Pur non brillando particolarmente per lessico o stile, questo volume è senza dubbio una delle maggiori e più forti testimonianze della Storia, e al contempo il racconto di un’amicizia tanto salda da sfidare le convenzioni sociali e lo stesso destino.
A qualcuno sembrerà stonato l’accenno alla testimonianza in un romanzo, ma è sufficiente leggere l’interessante introduzione a cura di Arthur Koestler per intuire più di qualche accenno autobiografico nell’opera di Uhlman.

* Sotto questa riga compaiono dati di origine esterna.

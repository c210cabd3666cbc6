use thiserror::Error;

#[derive(Error, Debug)]
pub enum InvoiceFormError {
    #[error("設定エラー: {0}")]
    Config(String),

    #[error("ファイルが見つかりません: {0}")]
    FileNotFound(String),

    #[error("JSON解析エラー: {0}")]
    JsonParse(#[from] serde_json::Error),

    #[error("IOエラー: {0}")]
    Io(#[from] std::io::Error),

    #[error("入力エラー: {0}")]
    Prompt(String),

    #[error(transparent)]
    Common(#[from] invoice_form_common::Error),
}

impl From<dialoguer::Error> for InvoiceFormError {
    fn from(e: dialoguer::Error) -> Self {
        InvoiceFormError::Prompt(e.to_string())
    }
}

pub type Result<T> = std::result::Result<T, InvoiceFormError>;
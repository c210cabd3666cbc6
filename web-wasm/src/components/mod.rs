pub mod header;
pub mod invoice_fields;
pub mod line_items;
pub mod summary_view;
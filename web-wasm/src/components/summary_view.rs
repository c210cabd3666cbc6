//! 送信済みサマリコンポーネント

use leptos::prelude::*;
use invoice_form_common::InvoiceForm;

#[component]
pub fn SummaryView<FE, FR>(
    form: RwSignal<InvoiceForm>,
    on_edit: FE,
    on_remove: FR,
) -> impl IntoView
where
    FE: Fn(()) + 'static + Clone + Send,
    FR: Fn(()) + 'static + Clone + Send,
{
    let summary = Memo::new(move |_| form.with(|f| f.summary()));

    view! {
        <section class="invoice-summary">
            <h2>"Submitted Invoice"</h2>
            {move || summary.get().map(|s| {
                let headers = s.header_lines();
                let items = s.item_lines();
                let total = s.total_line();
                view! {
                    {headers.into_iter().map(|line| view! { <p>{line}</p> }).collect_view()}
                    <ul>
                        {items.into_iter().map(|line| view! { <li>{line}</li> }).collect_view()}
                    </ul>
                    <p class="summary-total">{total}</p>
                }
            })}
            <div class="summary-actions">
                <button
                    class="btn btn-secondary"
                    on:click={
                        let on_edit = on_edit.clone();
                        move |_| on_edit(())
                    }
                >
                    "Edit"
                </button>
                <button
                    class="btn btn-tertiary"
                    on:click={
                        let on_remove = on_remove.clone();
                        move |_| on_remove(())
                    }
                >
                    "Remove"
                </button>
            </div>
        </section>
    }
}
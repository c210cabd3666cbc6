//! 請求書フォームの状態機械
//!
//! 状態は2つ:
//! - Editing: 送信済みスナップショットなし。ドラフトを編集できる
//! - Submitted: スナップショットあり。ドラフトはロックされる
//!
//! 遷移: Editing --submit--> Submitted --edit/remove--> Editing

use crate::error::{Error, Result};
use crate::summary::Summary;
use crate::types::{DraftField, InvoiceDraft, ItemField, LineItem, SubmittedInvoice};
use crate::validation;
use chrono::NaiveDate;

/// フォームの状態
#[derive(Debug, Clone, Copy, PartialEq, Eq)]
pub enum FormState {
    Editing,
    Submitted,
}

/// 請求書フォーム
#[derive(Debug, Clone, Default, PartialEq)]
pub struct InvoiceForm {
    draft: InvoiceDraft,
    submitted: Option<SubmittedInvoice>,
}

impl InvoiceForm {
    /// 空のドラフトで開始
    pub fn new() -> Self {
        Self::default()
    }

    /// 既存ドラフトから開始（Editing状態）
    pub fn with_draft(draft: InvoiceDraft) -> Self {
        Self {
            draft,
            submitted: None,
        }
    }

    pub fn draft(&self) -> &InvoiceDraft {
        &self.draft
    }

    pub fn submitted(&self) -> Option<&SubmittedInvoice> {
        self.submitted.as_ref()
    }

    pub fn state(&self) -> FormState {
        if self.submitted.is_some() {
            FormState::Submitted
        } else {
            FormState::Editing
        }
    }

    /// 送信済みの間は入力を受け付けない
    pub fn is_locked(&self) -> bool {
        self.submitted.is_some()
    }

    /// トップレベル項目を更新
    ///
    /// 期日は空文字（クリア）か `YYYY-MM-DD` のみ受け付ける。
    pub fn update_field(&mut self, field: DraftField, value: &str) -> Result<()> {
        self.ensure_editing()?;

        let mut next = self.draft.clone();
        match field {
            DraftField::InvoiceNumber => next.invoice_number = value.to_string(),
            DraftField::Client => next.client = value.to_string(),
            DraftField::DueDate => next.due_date = parse_due_date(value)?,
        }
        self.draft = next;
        Ok(())
    }

    /// 明細行の項目を更新
    pub fn update_item(&mut self, index: usize, field: ItemField, value: &str) -> Result<()> {
        self.ensure_editing()?;

        let len = self.draft.items.len();
        let current = self
            .draft
            .items
            .get(index)
            .ok_or(Error::ItemOutOfRange { index, len })?;

        let mut item = current.clone();
        match field {
            ItemField::Name => item.name = value.to_string(),
            ItemField::Quantity => item.quantity = parse_number(value)?,
            ItemField::Amount => item.amount = parse_number(value)?,
        }
        self.draft.items[index] = item;
        Ok(())
    }

    /// 空の明細行を末尾に追加
    pub fn add_item(&mut self) -> Result<()> {
        self.ensure_editing()?;
        self.draft.items.push(LineItem::default());
        tracing::debug!(items = self.draft.items.len(), "line item added");
        Ok(())
    }

    /// 明細行を削除（範囲外は何もしない）
    pub fn remove_item(&mut self, index: usize) -> Result<()> {
        self.ensure_editing()?;
        self.draft.items = self
            .draft
            .items
            .iter()
            .enumerate()
            .filter(|(i, _)| *i != index)
            .map(|(_, item)| item.clone())
            .collect();
        Ok(())
    }

    /// 入力制約を検査し、通ればスナップショットを作成
    pub fn submit(&mut self) -> Result<&SubmittedInvoice> {
        self.ensure_editing()?;

        let violations = validation::validate(&self.draft);
        if !violations.is_empty() {
            tracing::debug!(count = violations.len(), "submit blocked by validation");
            return Err(Error::Validation(violations));
        }

        tracing::debug!(invoice = %self.draft.invoice_number, "invoice submitted");
        Ok(&*self.submitted.insert(SubmittedInvoice::capture(&self.draft)))
    }

    /// スナップショットをドラフトに戻して編集を再開
    pub fn edit(&mut self) -> Result<()> {
        let snapshot = self.submitted.take().ok_or(Error::NotSubmitted)?;
        self.draft = snapshot.into_draft();
        tracing::debug!("submitted invoice reopened for editing");
        Ok(())
    }

    /// スナップショットを破棄（ドラフトは送信時のまま残る）
    pub fn remove(&mut self) -> Result<()> {
        self.submitted.take().ok_or(Error::NotSubmitted)?;
        tracing::debug!("submitted invoice discarded");
        Ok(())
    }

    /// ドラフト明細の合計金額
    ///
    /// 送信済み表示の合計もドラフトから計算する（ロック中は一致する）。
    pub fn total(&self) -> f64 {
        self.draft.total()
    }

    /// 送信済み表示用のサマリ
    pub fn summary(&self) -> Option<Summary> {
        self.submitted
            .as_ref()
            .map(|snapshot| Summary::new(snapshot.invoice(), self.total()))
    }

    fn ensure_editing(&self) -> Result<()> {
        if self.is_locked() {
            tracing::warn!("draft mutation rejected while submitted");
            return Err(Error::Locked);
        }
        Ok(())
    }
}

/// 期日入力の解釈（空文字はクリア）
pub fn parse_due_date(value: &str) -> Result<Option<NaiveDate>> {
    let trimmed = value.trim();
    if trimmed.is_empty() {
        return Ok(None);
    }
    NaiveDate::parse_from_str(trimmed, "%Y-%m-%d")
        .map(Some)
        .map_err(|_| Error::InvalidDate(value.to_string()))
}

/// 数値入力の解釈（空文字は0）
pub fn parse_number(value: &str) -> Result<f64> {
    let trimmed = value.trim();
    if trimmed.is_empty() {
        return Ok(0.0);
    }
    match trimmed.parse::<f64>() {
        Ok(n) if n.is_finite() => Ok(n),
        _ => Err(Error::InvalidNumber(value.to_string())),
    }
}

La novella si concentra principalmente sulla Svevia dei primi anni ’30; in particolare, la storia inizia in un liceo dove Hans, figlio di uno stimato medico ebreo, incontrerà Konradin, erede di una nobile e ricca famiglia ariana.

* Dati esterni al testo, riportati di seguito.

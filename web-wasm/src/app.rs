//! メインアプリケーションコンポーネント

use leptos::ev::SubmitEvent;
use leptos::prelude::*;
use invoice_form_common::{Error, InvoiceForm, Violations};
use crate::components::{
    header::Header,
    invoice_fields::InvoiceFields,
    line_items::LineItems,
    summary_view::SummaryView,
};
use crate::console;

/// メインアプリケーションコンポーネント
#[component]
pub fn App() -> impl IntoView {
    // フォーム状態（ドラフト + 送信済みスナップショット）
    let form = RwSignal::new(InvoiceForm::new());
    let (violations, set_violations) = signal(None::<Violations>);

    let locked = Signal::derive(move || form.with(|f| f.is_locked()));
    let total = Memo::new(move |_| form.with(|f| f.total()));

    // 送信ハンドラ
    let on_submit = move |ev: SubmitEvent| {
        ev.prevent_default();
        form.update(|f| match f.submit() {
            Ok(snapshot) => {
                console::log(&format!("submitted {}", snapshot.invoice().invoice_number));
                set_violations.set(None);
            }
            Err(Error::Validation(v)) => {
                console::warn(&format!("submit blocked: {}", v));
                set_violations.set(Some(v));
            }
            Err(e) => console::warn(&e.to_string()),
        });
    };

    // 再編集ハンドラ
    let on_edit = move |_: ()| {
        form.update(|f| {
            if let Err(e) = f.edit() {
                console::warn(&e.to_string());
            }
        });
    };

    // 破棄ハンドラ
    let on_remove = move |_: ()| {
        form.update(|f| {
            if let Err(e) = f.remove() {
                console::warn(&e.to_string());
            }
        });
    };

    view! {
        <div class="container">
            <Header />

            <form class="invoice-form" on:submit=on_submit>
                <InvoiceFields form=form locked=locked />

                <LineItems form=form locked=locked />

                <p class="total">
                    {move || format!("Total: ${}", invoice_form_common::format_number(total.get()))}
                </p>

                <Show when=move || violations.get().is_some()>
                    <ul class="violations">
                        {move || {
                            let messages: Vec<String> = violations
                                .get()
                                .map(|v| v.iter().map(|violation| violation.to_string()).collect())
                                .unwrap_or_default();
                            messages
                                .into_iter()
                                .map(|message| view! { <li>{message}</li> })
                                .collect_view()
                        }}
                    </ul>
                </Show>

                <button type="submit" class="btn btn-primary" disabled=move || locked.get()>
                    "Submit"
                </button>
            </form>

            <Show when=move || locked.get()>
                <SummaryView form=form on_edit=on_edit on_remove=on_remove />
            </Show>
        </div>
    }
}
//! 対話式請求書入力モジュール
//!
//! プロンプト層はユーザー入力を `SessionCommand` に変換するだけで、
//! 状態の変更はすべて `apply` 経由でフォームに渡す。

use crate::config::Config;
use crate::error::Result;
use chrono::{Days, Local, NaiveDate};
use dialoguer::{Confirm, Input, Select};
use invoice_form_common::form::parse_number;
use invoice_form_common::{
    format_number, item_line, DraftField, Error, FormState, InvoiceForm, ItemField,
};

/// フォームに適用する操作
#[derive(Debug, Clone, PartialEq)]
pub enum SessionCommand {
    SetField(DraftField, String),
    SetItem {
        index: usize,
        name: String,
        quantity: String,
        amount: String,
    },
    AddItem,
    RemoveItem(usize),
    Submit,
    Edit,
    Remove,
}

/// 操作をフォームに適用
///
/// 明細の一括更新は数値を先に検査し、途中で失敗して半端に更新されないようにする。
pub fn apply(form: &mut InvoiceForm, command: SessionCommand) -> invoice_form_common::Result<()> {
    match command {
        SessionCommand::SetField(field, value) => form.update_field(field, &value),
        SessionCommand::SetItem { index, name, quantity, amount } => {
            parse_number(&quantity)?;
            parse_number(&amount)?;
            form.update_item(index, ItemField::Name, &name)?;
            form.update_item(index, ItemField::Quantity, &quantity)?;
            form.update_item(index, ItemField::Amount, &amount)
        }
        SessionCommand::AddItem => form.add_item(),
        SessionCommand::RemoveItem(index) => form.remove_item(index),
        SessionCommand::Submit => form.submit().map(|_| ()),
        SessionCommand::Edit => form.edit(),
        SessionCommand::Remove => form.remove(),
    }
}

/// 編集中ドラフトの表示
pub fn render_draft(form: &InvoiceForm) -> String {
    let draft = form.draft();
    let mut lines = vec![
        format!("Invoice Number: {}", or_dash(&draft.invoice_number)),
        format!("Client: {}", or_dash(&draft.client)),
        format!(
            "Due Date: {}",
            draft
                .due_date
                .map(|d| d.format("%Y-%m-%d").to_string())
                .unwrap_or_else(|| "-".to_string())
        ),
        format!("Items ({}):", draft.items.len()),
    ];
    for (i, item) in draft.items.iter().enumerate() {
        lines.push(format!("  {}. {}", i + 1, item_line(item)));
    }
    lines.push(format!("Total: ${}", format_number(form.total())));
    lines.join("\n")
}

/// 操作失敗時のメッセージ
pub fn describe_error(error: &Error) -> Vec<String> {
    match error {
        Error::Validation(violations) => violations.iter().map(|v| format!("✗ {}", v)).collect(),
        other => vec![format!("✗ {}", other)],
    }
}

/// 期日の初期値（今日 + N日）
pub fn default_due_date(today: NaiveDate, days: Option<u32>) -> Option<NaiveDate> {
    days.and_then(|d| today.checked_add_days(Days::new(u64::from(d))))
}

fn or_dash(value: &str) -> &str {
    if value.is_empty() {
        "-"
    } else {
        value
    }
}

const EDITING_ACTIONS: &[&str] = &[
    "Set invoice number",
    "Set client",
    "Set due date",
    "Add item",
    "Edit item",
    "Remove item",
    "Submit",
    "Quit",
];

const SUBMITTED_ACTIONS: &[&str] = &["Edit", "Remove", "Quit"];

/// 対話式で請求書を入力
pub fn run_interactive(mut form: InvoiceForm, config: &Config) -> Result<InvoiceForm> {
    let due_days = config.due_days()?;

    loop {
        let command = match form.state() {
            FormState::Editing => {
                println!("\n{}\n", render_draft(&form));
                match prompt_editing(&form, due_days)? {
                    Some(command) => command,
                    None => break,
                }
            }
            FormState::Submitted => {
                if let Some(summary) = form.summary() {
                    println!("\n📄 Submitted Invoice\n---\n{}\n---", summary);
                }
                match prompt_submitted(config)? {
                    Some(command) => command,
                    None => break,
                }
            }
        };

        match apply(&mut form, command) {
            Ok(()) => tracing::debug!(state = ?form.state(), "command applied"),
            Err(e) => {
                for line in describe_error(&e) {
                    println!("{}", line);
                }
            }
        }
    }

    Ok(form)
}

fn prompt_editing(form: &InvoiceForm, due_days: Option<u32>) -> Result<Option<SessionCommand>> {
    let choice = Select::new()
        .with_prompt("Action")
        .items(EDITING_ACTIONS)
        .default(0)
        .interact()?;

    let draft = form.draft();
    let command = match choice {
        0 => SessionCommand::SetField(
            DraftField::InvoiceNumber,
            prompt_text("Invoice number", &draft.invoice_number)?,
        ),
        1 => SessionCommand::SetField(DraftField::Client, prompt_text("Client", &draft.client)?),
        2 => {
            let current = draft
                .due_date
                .or_else(|| default_due_date(Local::now().date_naive(), due_days))
                .map(|d| d.format("%Y-%m-%d").to_string())
                .unwrap_or_default();
            SessionCommand::SetField(DraftField::DueDate, prompt_text("Due date (YYYY-MM-DD)", &current)?)
        }
        3 => SessionCommand::AddItem,
        4 => match prompt_item_index(form, "Edit which item")? {
            Some(index) => {
                let item = &draft.items[index];
                SessionCommand::SetItem {
                    index,
                    name: prompt_text("Name", &item.name)?,
                    quantity: prompt_text("Quantity", &format_number(item.quantity))?,
                    amount: prompt_text("Amount", &format_number(item.amount))?,
                }
            }
            None => return prompt_editing(form, due_days),
        },
        5 => match prompt_item_index(form, "Remove which item")? {
            Some(index) => SessionCommand::RemoveItem(index),
            None => return prompt_editing(form, due_days),
        },
        6 => SessionCommand::Submit,
        _ => return Ok(None),
    };

    Ok(Some(command))
}

fn prompt_submitted(config: &Config) -> Result<Option<SessionCommand>> {
    let choice = Select::new()
        .with_prompt("Action")
        .items(SUBMITTED_ACTIONS)
        .default(0)
        .interact()?;

    match choice {
        0 => Ok(Some(SessionCommand::Edit)),
        1 => {
            if config.confirm_remove {
                let confirmed = Confirm::new()
                    .with_prompt("Discard the submitted invoice?")
                    .default(false)
                    .interact()?;
                if !confirmed {
                    return prompt_submitted(config);
                }
            }
            Ok(Some(SessionCommand::Remove))
        }
        _ => Ok(None),
    }
}

fn prompt_item_index(form: &InvoiceForm, prompt: &str) -> Result<Option<usize>> {
    let items = &form.draft().items;
    if items.is_empty() {
        println!("明細がありません");
        return Ok(None);
    }

    let labels: Vec<String> = items
        .iter()
        .enumerate()
        .map(|(i, item)| format!("{}. {}", i + 1, item_line(item)))
        .collect();

    let index = Select::new()
        .with_prompt(prompt)
        .items(&labels)
        .default(0)
        .interact()?;
    Ok(Some(index))
}

fn prompt_text(prompt: &str, initial: &str) -> Result<String> {
    let value: String = Input::new()
        .with_prompt(prompt)
        .with_initial_text(initial)
        .allow_empty(true)
        .interact_text()?;
    Ok(value)
}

I due ragazzi sono entrambi solitari e riservati, ma sentiranno subito una forte connessione che li porterà in poco tempo a diventare amici inseparabili, a discapito di ogni pronostico fatto dai loro compagni e, soprattutto, della volontà della famiglia di Konradin che disprezza gli ebrei e dimostra apertamente il proprio supporto al neonato governo nazionalsocialista guidato da Adolf Hitler.
Grazie all’amicizia di Hans, Konradin inizierà a porsi delle domande sulla sua fede, sia religiosa che politica; e se pure all’apparenza si manterrà fermo nei suoi principi originari, al lettore viene concesso di scoprire fino a che punto le parole dell’amico lo abbiano segnato.
Dal canto suo, anche Hans otterrà un importante insegnamento -essere fieri della propria famiglia e non temere il giudizio degli estranei-, ma forse sarà in grado di comprenderlo appieno solo anni più tardi.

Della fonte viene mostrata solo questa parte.